Continued from Goko's Rating System, Part 1: ... in a formula!

What we were told:

Back in January 2013, CEO Ted Griggs non-CEO Trisha Brooke told us that Goko's rating system tracks μ and σ for each player and displays your rating as μ-2σ.  Qvist immediately guessed that they were running TrueSkill, but other forums members were more skeptical.

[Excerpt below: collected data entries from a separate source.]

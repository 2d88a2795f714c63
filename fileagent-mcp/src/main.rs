//! `fileagent-mcp`: serve the sandboxed file tools as an MCP stdio server.

use std::path::PathBuf;

use anyhow::{Context, Result};
use clap::Parser;
use fileagent::io::config::load_config;
use fileagent::logging;
use fileagent::tools::ToolRegistry;
use fileagent_mcp::FileToolsServer;
use rmcp::ServiceExt;
use tracing::info;

#[derive(Parser)]
#[command(
    name = "fileagent-mcp",
    version,
    about = "Serve sandboxed list/search/read file tools over MCP stdio"
)]
struct Cli {
    /// Path to the TOML config (defaults apply when missing).
    #[arg(long, default_value = "fileagent.toml")]
    config: PathBuf,

    /// Directory the tools are confined to; overrides `root_dir`.
    #[arg(long)]
    root: Option<PathBuf>,
}

#[tokio::main]
async fn main() -> Result<()> {
    logging::init();
    let cli = Cli::parse();

    let mut config =
        load_config(&cli.config).with_context(|| format!("load {}", cli.config.display()))?;
    if let Some(root) = cli.root {
        config.root_dir = root;
    }
    let registry = ToolRegistry::from_config(&config)
        .with_context(|| format!("open root_dir {}", config.root_dir.display()))?;
    info!(root = %registry.sandbox().root().display(), "starting file tools server");

    let service = FileToolsServer::new(registry)
        .serve(rmcp::transport::stdio())
        .await
        .context("start MCP service")?;
    service.waiting().await.context("MCP service")?;

    info!("file tools server stopped");
    Ok(())
}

Mr. Griggs complicated the matter by also telling us that they use an "Elo-type rating system."  Ordinary Elo doesn't track σ for each player, so Mr. Griggs had to mean that they use some fancy-pants Elo derivative.  That's bad news for figuring out the system, since it could easily be something obscure or even proprietary.  Then again, maybe Mr. Griggs is a manager, not a mathematician...

What we know:

Regardless of what Mr. Griggs or anyone else tells us, there are a few things we can be sure of:
  • The rating system can handle games with more than two players.
  • The ratings are based on who came in what place, rather than VPs or anything else Dominion-specific.
And unless their responders on getsatisfaction are completely full of crap...
  • The system really does track μ and σ for each player.
  • It really does display some "conservative" measure like μ-kσ.
  • It's actually supposed to be possible for your rating to go down after a win.
Maybe there are dozens of rating systems that fit this description, but TrueSkill is the only one I could find outside of academic publications, let alone download in a ready-made implementation.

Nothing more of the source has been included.